Однако Мадам ни в чем не походила на обычных принцесс. Эта толстая баварка, дочь курфюрста Пфальцского, разительно отличалась от изящной Генриетты Английской, которую заменила в постели и в сердце Месье.
Свою собственную внешность она описывала с юмором: «Жир мой располагается не самым лучшим образом, что меня не красит. У меня, простите великодушно, задница устрашающих размеров, огромные бедра и плечи, обвислое брюхо, плоские шея и грудь; говоря по правде, я безобразна, но, по счастью, меня это совершенно не волнует…»
А в заключение она добавляет: «Я квадратная, как игральная кость…»
У этой женщины не только бицепсы были, как у грузчика, — она и выражалась соответствующим образом, и король несколько раз делал ей замечания по поводу излишне вольных словечек. Сохранилось любопытное письмо, где она жалуется на «головомойку», полученную от Людовика XIV.
Вот оно:
«Король прислал своего исповедника к моему и закатил мне сегодня утром жуткую головомойку, упрекая в трех прегрешениях. Во-первых, я несдержанна на язык и посмела сказать Монсеньеру дофину, что у него „ни кожи, ни рожи“. Во-вторых, я позволяю своим фрейлинам заводить ухажеров; в-третьих, я шутила с принцессой де Конти по поводу ее ухажеров, и эти три вещи так рассердили короля, что он запретил бы мне появляться при дворе, если бы я не была женой его брата. Я же отвечала: что касается Монсеньера дофина, то я и в самом деле ему это сказала, однако мне всегда казалось, что нет большого греха, если женщина не испытывает влечения к мужчине… А если я говорила откровенно об его… (следуют два слова, которые невозможно цитировать), то здесь вина короля, а вовсе не моя. Он сто раз повторял при мне, что в семейном кругу скрывать нечего. Если он больше так не думает, то надо было меня предупредить…»
Принцесса Пфальцская не только изъяснялась как кучер и писала непристойные письма, но и вела себя чрезвычайно неприлично. Так, она любила принимать друзей, сидя на стульчаке, и вести с ними разговоры, сюжет которых несложно угадать; и в целом «она обожала непристойности, шокирующие общество, к чему, о частности, был очень чувствителен Людовик XIV».

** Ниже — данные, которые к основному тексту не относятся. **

//! Receipt ingestion and listing endpoints.

use api_types::receipt::{ProcessReceipt, ReceiptView, ReceiptsResponse};
use axum::{Json, extract::State};
use base64::{Engine as _, engine::general_purpose::STANDARD as BASE64};

use crate::{ServerError, server::ServerState};
use engine::NewReceipt;

fn view(receipt: engine::Receipt) -> ReceiptView {
    ReceiptView {
        id: receipt.id,
        file_name: receipt.file_name,
        upload_time: receipt.upload_time,
        merchant_name: receipt.merchant_name,
        transaction_date: receipt.transaction_date,
        original_currency: receipt.original_currency,
        original_total: receipt.original_total,
        base_currency: receipt.base_currency,
        converted_total: receipt.converted_total,
    }
}

/// Run the extraction collaborator over an uploaded image and store the
/// resulting receipt. Fields the extractor could not read stay empty; the
/// receipt is then simply ineligible for reconciliation until corrected.
pub async fn process(
    State(state): State<ServerState>,
    Json(payload): Json<ProcessReceipt>,
) -> Result<Json<ReceiptView>, ServerError> {
    let image = BASE64
        .decode(payload.image_base64.as_bytes())
        .map_err(|err| ServerError::Generic(format!("invalid image_base64: {err}")))?;

    let fields = state
        .extractor
        .extract(&image, &payload.file_name)
        .await?;

    tracing::debug!(
        file_name = %payload.file_name,
        merchant = fields.merchant_name.as_deref(),
        currency = fields.currency_code.as_deref(),
        "receipt extracted"
    );

    let receipt = state
        .engine
        .new_receipt(NewReceipt {
            file_name: payload.file_name,
            merchant_name: fields.merchant_name,
            transaction_date: fields.transaction_date,
            original_currency: fields.currency_code,
            original_total: fields.total_amount,
        })
        .await?;

    Ok(Json(view(receipt)))
}

pub async fn list(
    State(state): State<ServerState>,
) -> Result<Json<ReceiptsResponse>, ServerError> {
    let receipts = state.engine.receipts().await?;

    Ok(Json(ReceiptsResponse {
        receipts: receipts.into_iter().map(view).collect(),
    }))
}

Несмотря на столь вольные манеры, принцесса Пфальцская очень гордилась своим высоким положением и смотрела сверху вниз на прочих придворных. Когда она узнала, что король и мадам де Ментенон собираются женить герцога Шартрского на мадемуазель де Блуа, то впала в ярость и заявила:
— Не желаю, чтобы мой сын вступал в брак с незаконной дочерью шлюхи…
И добавляла с чувством, отчего начинал гневно колыхться ее двойной подбородок:
— Конечно, подобное могла придумать только эта старая задница…
Она имела в виду мадам де Ментенон.
В своем раздражении баварка «надавала тумаков» Месье, который принял предложение короля, а официальное объявление о помолвке завершилось грандиозным скандалом.
Послушаем Сен-Симона: «Ожидая окончания совета, все, как обычно, собрались на галерее, дабы затем сопровождать короля к мессе. Пришла туда и Мадам. Сын приблизился к ней, чтобы по заведенному порядку поцеловать ей руку. В этот момент Мадам вкатила ему такую звучную оплеуху, что было слышно в самых дальних концах, и это в присутствии всего двора! Несчастный принц не знал, куда деваться от стыда, а многочисленные зрители, среди которых был и я, застыли в величайшем изумлении…».
Еще бы!
Брак тем не менее состоялся 18 февраля 1692 года, и будущий регент вскоре убедился, что супруга совершенно не заслуживает полученной им пощечины.
Болезненно тщеславная, она не желала признавать, что была всего лишь незаконной дочерью короля, и, по забавному определению Сен-Симона, «вела себя, как принцесса крови, даже на стульчике».
Сверх того, она отличалась необыкновенной леностью. «Она всему предпочитала постель и зеркало, — говорит Арсен Уссе, — целыми днями валяясь и прихорашиваясь. Это была самая высокомерная и самая вялая из женщин. Она вставала, чтобы пойти к мессе или навести красоту; затем снова ложилась на диван, откуда ничто не могло ее согнать, разве только наступал час, когда можно было отправляться спать».
Эта леность была столь велика, что герцогиня Шартрская опасалась пылкости мужа. Любовь ее утомляла. Когда вечером Филипп приходил к ней «с династическими намерениями», она отговаривалась головной болью и слабым голосом просила не беспокоить ее.